(Records drawn from a dataset)
*** Begin section ***

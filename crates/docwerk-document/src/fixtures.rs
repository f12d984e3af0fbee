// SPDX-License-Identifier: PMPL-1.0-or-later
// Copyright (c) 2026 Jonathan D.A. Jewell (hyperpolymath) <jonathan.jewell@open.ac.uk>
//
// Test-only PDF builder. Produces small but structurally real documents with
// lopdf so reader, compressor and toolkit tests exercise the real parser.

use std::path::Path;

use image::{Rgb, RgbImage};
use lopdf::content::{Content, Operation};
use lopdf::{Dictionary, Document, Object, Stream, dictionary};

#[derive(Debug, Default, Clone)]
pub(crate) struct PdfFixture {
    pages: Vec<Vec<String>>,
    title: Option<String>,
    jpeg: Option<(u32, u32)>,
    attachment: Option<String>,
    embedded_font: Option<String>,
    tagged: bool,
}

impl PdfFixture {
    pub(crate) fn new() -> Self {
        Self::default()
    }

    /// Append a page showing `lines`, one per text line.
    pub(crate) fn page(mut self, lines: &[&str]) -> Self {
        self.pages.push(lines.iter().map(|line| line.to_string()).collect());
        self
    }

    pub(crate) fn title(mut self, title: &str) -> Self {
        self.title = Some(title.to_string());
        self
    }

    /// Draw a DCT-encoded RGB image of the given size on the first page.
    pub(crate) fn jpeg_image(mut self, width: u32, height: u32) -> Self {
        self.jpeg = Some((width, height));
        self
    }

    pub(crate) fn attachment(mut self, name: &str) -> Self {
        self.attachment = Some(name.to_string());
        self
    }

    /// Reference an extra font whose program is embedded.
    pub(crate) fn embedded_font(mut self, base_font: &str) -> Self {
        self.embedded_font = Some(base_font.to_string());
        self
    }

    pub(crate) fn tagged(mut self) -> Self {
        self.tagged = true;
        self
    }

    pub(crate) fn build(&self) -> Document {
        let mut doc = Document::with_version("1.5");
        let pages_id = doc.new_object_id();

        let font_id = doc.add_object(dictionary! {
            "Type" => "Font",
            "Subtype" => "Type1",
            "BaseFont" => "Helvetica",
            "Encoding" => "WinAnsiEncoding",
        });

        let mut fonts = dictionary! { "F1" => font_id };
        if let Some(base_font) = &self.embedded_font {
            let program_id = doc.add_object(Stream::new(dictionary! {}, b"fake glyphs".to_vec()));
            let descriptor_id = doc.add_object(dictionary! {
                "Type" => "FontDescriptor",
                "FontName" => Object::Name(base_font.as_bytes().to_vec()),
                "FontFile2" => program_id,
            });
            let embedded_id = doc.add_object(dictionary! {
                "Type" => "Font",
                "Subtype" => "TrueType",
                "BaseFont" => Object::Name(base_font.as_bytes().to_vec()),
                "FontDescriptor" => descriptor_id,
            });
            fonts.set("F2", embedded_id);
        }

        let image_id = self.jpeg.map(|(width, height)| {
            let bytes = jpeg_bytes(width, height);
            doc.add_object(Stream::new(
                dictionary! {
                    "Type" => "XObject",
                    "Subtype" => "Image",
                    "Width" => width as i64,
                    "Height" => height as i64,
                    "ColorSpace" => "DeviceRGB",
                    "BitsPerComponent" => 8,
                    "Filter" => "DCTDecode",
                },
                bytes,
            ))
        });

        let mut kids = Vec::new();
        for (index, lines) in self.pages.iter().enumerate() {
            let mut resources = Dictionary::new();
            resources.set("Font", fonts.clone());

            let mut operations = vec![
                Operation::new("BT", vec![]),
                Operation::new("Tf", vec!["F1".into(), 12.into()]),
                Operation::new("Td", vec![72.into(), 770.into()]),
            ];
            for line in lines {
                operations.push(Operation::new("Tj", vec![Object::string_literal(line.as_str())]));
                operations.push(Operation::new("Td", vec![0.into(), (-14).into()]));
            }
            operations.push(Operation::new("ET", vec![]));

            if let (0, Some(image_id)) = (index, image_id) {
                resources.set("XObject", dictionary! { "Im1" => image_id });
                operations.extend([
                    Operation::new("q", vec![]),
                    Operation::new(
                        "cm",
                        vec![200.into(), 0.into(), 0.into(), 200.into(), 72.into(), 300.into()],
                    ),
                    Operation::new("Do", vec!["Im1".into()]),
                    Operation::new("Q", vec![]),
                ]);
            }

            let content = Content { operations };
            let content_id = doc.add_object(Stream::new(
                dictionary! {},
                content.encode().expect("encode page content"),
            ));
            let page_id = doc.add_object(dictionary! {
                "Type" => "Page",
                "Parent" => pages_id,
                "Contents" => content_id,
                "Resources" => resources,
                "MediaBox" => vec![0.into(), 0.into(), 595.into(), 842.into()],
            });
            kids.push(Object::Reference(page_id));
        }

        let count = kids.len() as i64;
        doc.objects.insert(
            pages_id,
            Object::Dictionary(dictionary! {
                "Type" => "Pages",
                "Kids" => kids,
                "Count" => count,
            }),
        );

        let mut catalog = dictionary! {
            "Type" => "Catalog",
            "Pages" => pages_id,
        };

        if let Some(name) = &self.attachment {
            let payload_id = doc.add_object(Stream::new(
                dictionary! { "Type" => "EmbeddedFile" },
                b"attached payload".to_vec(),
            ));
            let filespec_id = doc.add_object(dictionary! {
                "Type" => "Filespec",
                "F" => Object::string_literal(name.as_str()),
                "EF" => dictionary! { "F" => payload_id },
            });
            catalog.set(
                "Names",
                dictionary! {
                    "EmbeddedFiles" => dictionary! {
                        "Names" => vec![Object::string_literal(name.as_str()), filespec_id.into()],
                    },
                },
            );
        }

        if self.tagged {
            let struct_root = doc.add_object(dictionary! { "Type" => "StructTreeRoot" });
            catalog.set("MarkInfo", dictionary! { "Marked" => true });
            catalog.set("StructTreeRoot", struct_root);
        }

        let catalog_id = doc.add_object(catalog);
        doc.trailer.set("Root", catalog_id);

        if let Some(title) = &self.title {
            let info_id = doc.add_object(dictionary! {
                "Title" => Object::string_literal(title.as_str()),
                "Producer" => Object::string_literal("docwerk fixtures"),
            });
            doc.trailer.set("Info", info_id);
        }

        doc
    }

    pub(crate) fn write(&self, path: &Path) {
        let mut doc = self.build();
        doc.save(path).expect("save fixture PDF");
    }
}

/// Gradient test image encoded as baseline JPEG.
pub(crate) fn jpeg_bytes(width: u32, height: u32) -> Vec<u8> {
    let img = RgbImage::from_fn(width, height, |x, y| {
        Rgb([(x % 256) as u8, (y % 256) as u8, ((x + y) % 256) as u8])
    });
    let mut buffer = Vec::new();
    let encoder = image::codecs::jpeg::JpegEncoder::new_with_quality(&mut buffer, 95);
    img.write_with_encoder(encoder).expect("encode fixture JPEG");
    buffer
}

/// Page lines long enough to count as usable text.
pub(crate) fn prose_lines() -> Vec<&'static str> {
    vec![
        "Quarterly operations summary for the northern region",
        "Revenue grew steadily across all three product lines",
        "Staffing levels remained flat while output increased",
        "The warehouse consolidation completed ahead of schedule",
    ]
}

*** End section ***

EXERCISE OBJECTIVE
Write down the entries above again. Copy them word for word.

TASK OUTPUT
filename crates/docwerk-document/src/fixtures.rs
repository f12d984e3af0fbee
// SPDX-License-Identifier: PMPL-1.0-or-later
// Copyright (c) 2026 Jonathan D.A. Jewell (hyperpolymath) <jonathan.jewell@open.ac.uk>
//
// Test-only PDF builder. Produces small but structurally real documents with
// lopdf so reader, compressor and toolkit tests exercise the real parser.

use std::path::Path;

use image::{Rgb, RgbImage};
use lopdf::content::{Content, Operation};
use lopdf::{Dictionary, Document, Object, Stream, dictionary};

#[derive(Debug, Default, Clone)]
pub(crate) struct PdfFixture {
    pages: Vec<Vec<String>>,
    title: Option<String>,
    jpeg: Option<(u32, u32)>,
    attachment: Option<String>,
    embedded_font: Option<String>,
    tagged: bool,
}

impl PdfFixture {
    pub(crate) fn new() -> Self {
        Self::default()
    }

    /// Append a page showing `lines`, one per text line.
    pub(crate) fn page(mut self, lines: &[&str]) -> Self {
        self.pages.push(lines.iter().map(|line| line.to_string()).collect());
        self
    }

    pub(crate) fn title(mut self, title: &str) -> Self {
        self.title = Some(title.to_string());
        self
    }

    /// Draw a DCT-encoded RGB image of the given size on the first page.
    pub(crate) fn jpeg_image(mut self, width: u32, height: u32) -> Self {
        self.jpeg = Some((width, height));
        self
    }

    pub(crate) fn attachment(mut self, name: &str) -> Self {
        self.attachment = Some(name.to_string());
        self
    }

    /// Reference an extra font whose program is embedded.
    pub(crate) fn embedded_font(mut self, base_font: &str) -> Self {
        self.embedded_font = Some(base_font.to_string());
        self
    }

    pub(crate) fn tagged(mut self) -> Self {
        self.tagged = true;
        self
    }

    pub(crate) fn build(&self) -> Document {
        let mut doc = Document::with_version("1.5");
        let pages_id = doc.new_object_id();

        let font_id = doc.add_object(dictionary! {
            "Type" => "Font",
            "Subtype" => "Type1",
            "BaseFont" => "Helvetica",
            "Encoding" => "WinAnsiEncoding",
        });

        let mut fonts = dictionary! { "F1" => font_id };
        if let Some(base_font) = &self.embedded_font {
            let program_id = doc.add_object(Stream::new(dictionary! {}, b"fake glyphs".to_vec()));
            let descriptor_id = doc.add_object(dictionary! {
                "Type" => "FontDescriptor",
                "FontName" => Object::Name(base_font.as_bytes().to_vec()),
                "FontFile2" => program_id,
            });
            let embedded_id = doc.add_object(dictionary! {
                "Type" => "Font",
                "Subtype" => "TrueType",
                "BaseFont" => Object::Name(base_font.as_bytes().to_vec()),
                "FontDescriptor" => descriptor_id,
            });
            fonts.set("F2", embedded_id);
        }

        let image_id = self.jpeg.map(|(width, height)| {
            let bytes = jpeg_bytes(width, height);
            doc.add_object(Stream::new(
                dictionary! {
                    "Type" => "XObject",
                    "Subtype" => "Image",
                    "Width" => width as i64,
                    "Height" => height as i64,
                    "ColorSpace" => "DeviceRGB",
                    "BitsPerComponent" => 8,
                    "Filter" => "DCTDecode",
                },
                bytes,
            ))
        });

        let mut kids = Vec::new();
        for (index, lines) in self.pages.iter().enumerate() {
            let mut resources = Dictionary::new();
            resources.set("Font", fonts.clone());

            let mut operations = vec![
                Operation::new("BT", vec![]),
                Operation::new("Tf", vec!["F1".into(), 12.into()]),
                Operation::new("Td", vec![72.into(), 770.into()]),
            ];
            for line in lines {
                operations.push(Operation::new("Tj", vec![Object::string_literal(line.as_str())]));
                operations.push(Operation::new("Td", vec![0.into(), (-14).into()]));
            }
            operations.push(Operation::new("ET", vec![]));

            if let (0, Some(image_id)) = (index, image_id) {
                resources.set("XObject", dictionary! { "Im1" => image_id });
                operations.extend([
                    Operation::new("q", vec![]),
                    Operation::new(
                        "cm",
                        vec![200.into(), 0.into(), 0.into(), 200.into(), 72.into(), 300.into()],
                    ),
                    Operation::new("Do", vec!["Im1".into()]),
                    Operation::new("Q", vec![]),
                ]);
            }

            let content = Content { operations };
            let content_id = doc.add_object(Stream::new(
                dictionary! {},
                content.encode().expect("encode page content"),
            ));
            let page_id = doc.add_object(dictionary! {
                "Type" => "Page",
                "Parent" => pages_id,
                "Contents" => content_id,
                "Resources" => resources,
                "MediaBox" => vec![0.into(), 0.into(), 595.into(), 842.into()],
            });
            kids.push(Object::Reference(page_id));
        }

        let count = kids.len() as i64;
        doc.objects.insert(
            pages_id,
            Object::Dictionary(dictionary! {
                "Type" => "Pages",
                "Kids" => kids,
                "Count" => count,
            }),
        );

        let mut catalog = dictionary! {
            "Type" => "Catalog",
            "Pages" => pages_id,
        };

        if let Some(name) = &self.attachment {
            let payload_id = doc.add_object(Stream::new(
                dictionary! { "Type" => "EmbeddedFile" },
                b"attached payload".to_vec(),
            ));
            let filespec_id = doc.add_object(dictionary! {
                "Type" => "Filespec",
                "F" => Object::string_literal(name.as_str()),
                "EF" => dictionary! { "F" => payload_id },
            });
            catalog.set(
                "Names",
                dictionary! {
                    "EmbeddedFiles" => dictionary! {
                        "Names" => vec![Object::string_literal(name.as_str()), filespec_id.into()],
                    },
                },
            );
        }

        if self.tagged {
            let struct_root = doc.add_object(dictionary! { "Type" => "StructTreeRoot" });
            catalog.set("MarkInfo", dictionary! { "Marked" => true });
            catalog.set("StructTreeRoot", struct_root);
        }

        let catalog_id = doc.add_object(catalog);
        doc.trailer.set("Root", catalog_id);

        if let Some(title) = &self.title {
            let info_id = doc.add_object(dictionary! {
                "Title" => Object::string_literal(title.as_str()),
                "Producer" => Object::string_literal("docwerk fixtures"),
            });
            doc.trailer.set("Info", info_id);
        }

        doc
    }

    pub(crate) fn write(&self, path: &Path) {
        let mut doc = self.build();
        doc.save(path).expect("save fixture PDF");
    }
}

/// Gradient test image encoded as baseline JPEG.
pub(crate) fn jpeg_bytes(width: u32, height: u32) -> Vec<u8> {
    let img = RgbImage::from_fn(width, height, |x, y| {
        Rgb([(x % 256) as u8, (y % 256) as u8, ((x + y) % 256) as u8])
    });
    let mut buffer = Vec::new();
    let encoder = image::codecs::jpeg::JpegEncoder::new_with_quality(&mut buffer, 95);
    img.write_with_encoder(encoder).expect("encode fixture JPEG");
    buffer
}

/// Page lines long enough to count as usable text.
pub(crate) fn prose_lines() -> Vec<&'static str> {
    vec![
        "Quarterly operations summary for the northern region",
        "Revenue grew steadily across all three product lines",
        "Staffing levels remained flat while output increased",
        "The warehouse consolidation completed ahead of schedule",
    ]
}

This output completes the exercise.